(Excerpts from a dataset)

= Beginning of Section =

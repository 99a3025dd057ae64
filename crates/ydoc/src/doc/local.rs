//! Local edits: build records from the local clock and integrate them the
//! same way remote records are integrated.

use tracing::trace;

use super::{Document, UpdateOrigin};
use crate::clock::{tick, Id};
use crate::content::Content;
use crate::error::DocError;
use crate::store::{ItemRecord, ParentInfo};
use crate::types::ContainerIdx;

impl Document {
    /// Insert `contents` at visible `index` of sequence `idx`. The first new
    /// item takes the clock's current id.
    pub(crate) fn local_insert(
        &mut self,
        idx: ContainerIdx,
        index: usize,
        contents: Vec<Content>,
    ) -> Result<(), DocError> {
        let len = self.graph.container(idx).len;
        if index > len {
            return Err(DocError::IndexOutOfRange { index, len });
        }
        if contents.is_empty() {
            return Ok(());
        }

        let before = self.graph.state_vector();
        let (left, right) = self.graph.position(idx, index);
        let mut origin = left.map(|l| self.graph.item(l).id);
        let right_origin = right.map(|r| self.graph.item(r).id);
        let container = self.graph.container(idx).id.clone();

        let start = self.clock.next_id(contents.len() as u64);
        trace!(id = %start, count = contents.len(), %container, index, "local insert");
        for (offset, content) in contents.into_iter().enumerate() {
            let id = tick(start, offset as u64);
            let parent = (origin.is_none() && right_origin.is_none()).then(|| ParentInfo {
                container: container.clone(),
                key: None,
            });
            self.graph.integrate_record(ItemRecord {
                id,
                origin,
                right_origin,
                parent,
                content,
                deleted: false,
            });
            origin = Some(id);
        }
        self.commit(&before, UpdateOrigin::Local);
        Ok(())
    }

    /// Tombstone `count` visible items of sequence `idx` starting at `index`.
    pub(crate) fn local_delete(
        &mut self,
        idx: ContainerIdx,
        index: usize,
        count: usize,
    ) -> Result<(), DocError> {
        let len = self.graph.container(idx).len;
        if index.checked_add(count).map_or(true, |end| end > len) {
            return Err(DocError::IndexOutOfRange { index, len });
        }
        if count == 0 {
            return Ok(());
        }
        let before = self.graph.state_vector();
        let targets: Vec<_> = self.graph.visible(idx).skip(index).take(count).collect();
        trace!(index, count, "local delete");
        for target in targets {
            self.graph.delete(target);
        }
        self.commit(&before, UpdateOrigin::Local);
        Ok(())
    }

    /// Assign `key` of map `idx`. The current item for the key becomes the
    /// new item's origin and is superseded by it.
    pub(crate) fn local_set(&mut self, idx: ContainerIdx, key: &str, content: Content) -> Id {
        let before = self.graph.state_vector();
        let current = self.graph.container(idx).map.get(key).copied();
        let origin = current.map(|r| self.graph.item(r).id);
        let parent = origin.is_none().then(|| ParentInfo {
            container: self.graph.container(idx).id.clone(),
            key: Some(key.to_owned()),
        });
        let id = self.clock.next_id(1);
        trace!(%id, key, "local set");
        self.graph.integrate_record(ItemRecord {
            id,
            origin,
            right_origin: None,
            parent,
            content,
            deleted: false,
        });
        self.commit(&before, UpdateOrigin::Local);
        id
    }

    /// Tombstone the current value of `key`. Returns `false` if the key has
    /// no live value.
    pub(crate) fn local_remove(&mut self, idx: ContainerIdx, key: &str) -> bool {
        let Some(current) = self.graph.container(idx).map.get(key).copied() else {
            return false;
        };
        let before = self.graph.state_vector();
        let removed = self.graph.delete(current);
        if removed {
            trace!(key, "local remove");
            self.commit(&before, UpdateOrigin::Local);
        }
        removed
    }
}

= End of Section =

** Work to complete **
Output the records above precisely.

** Output of the task **
repository 99a3025dd057ae64
filename crates/ydoc/src/doc/local.rs
//! Local edits: build records from the local clock and integrate them the
//! same way remote records are integrated.

use tracing::trace;

use super::{Document, UpdateOrigin};
use crate::clock::{tick, Id};
use crate::content::Content;
use crate::error::DocError;
use crate::store::{ItemRecord, ParentInfo};
use crate::types::ContainerIdx;

impl Document {
    /// Insert `contents` at visible `index` of sequence `idx`. The first new
    /// item takes the clock's current id.
    pub(crate) fn local_insert(
        &mut self,
        idx: ContainerIdx,
        index: usize,
        contents: Vec<Content>,
    ) -> Result<(), DocError> {
        let len = self.graph.container(idx).len;
        if index > len {
            return Err(DocError::IndexOutOfRange { index, len });
        }
        if contents.is_empty() {
            return Ok(());
        }

        let before = self.graph.state_vector();
        let (left, right) = self.graph.position(idx, index);
        let mut origin = left.map(|l| self.graph.item(l).id);
        let right_origin = right.map(|r| self.graph.item(r).id);
        let container = self.graph.container(idx).id.clone();

        let start = self.clock.next_id(contents.len() as u64);
        trace!(id = %start, count = contents.len(), %container, index, "local insert");
        for (offset, content) in contents.into_iter().enumerate() {
            let id = tick(start, offset as u64);
            let parent = (origin.is_none() && right_origin.is_none()).then(|| ParentInfo {
                container: container.clone(),
                key: None,
            });
            self.graph.integrate_record(ItemRecord {
                id,
                origin,
                right_origin,
                parent,
                content,
                deleted: false,
            });
            origin = Some(id);
        }
        self.commit(&before, UpdateOrigin::Local);
        Ok(())
    }

    /// Tombstone `count` visible items of sequence `idx` starting at `index`.
    pub(crate) fn local_delete(
        &mut self,
        idx: ContainerIdx,
        index: usize,
        count: usize,
    ) -> Result<(), DocError> {
        let len = self.graph.container(idx).len;
        if index.checked_add(count).map_or(true, |end| end > len) {
            return Err(DocError::IndexOutOfRange { index, len });
        }
        if count == 0 {
            return Ok(());
        }
        let before = self.graph.state_vector();
        let targets: Vec<_> = self.graph.visible(idx).skip(index).take(count).collect();
        trace!(index, count, "local delete");
        for target in targets {
            self.graph.delete(target);
        }
        self.commit(&before, UpdateOrigin::Local);
        Ok(())
    }

    /// Assign `key` of map `idx`. The current item for the key becomes the
    /// new item's origin and is superseded by it.
    pub(crate) fn local_set(&mut self, idx: ContainerIdx, key: &str, content: Content) -> Id {
        let before = self.graph.state_vector();
        let current = self.graph.container(idx).map.get(key).copied();
        let origin = current.map(|r| self.graph.item(r).id);
        let parent = origin.is_none().then(|| ParentInfo {
            container: self.graph.container(idx).id.clone(),
            key: Some(key.to_owned()),
        });
        let id = self.clock.next_id(1);
        trace!(%id, key, "local set");
        self.graph.integrate_record(ItemRecord {
            id,
            origin,
            right_origin: None,
            parent,
            content,
            deleted: false,
        });
        self.commit(&before, UpdateOrigin::Local);
        id
    }

    /// Tombstone the current value of `key`. Returns `false` if the key has
    /// no live value.
    pub(crate) fn local_remove(&mut self, idx: ContainerIdx, key: &str) -> bool {
        let Some(current) = self.graph.container(idx).map.get(key).copied() else {
            return false;
        };
        let before = self.graph.state_vector();
        let removed = self.graph.delete(current);
        if removed {
            trace!(key, "local remove");
            self.commit(&before, UpdateOrigin::Local);
        }
        removed
    }
}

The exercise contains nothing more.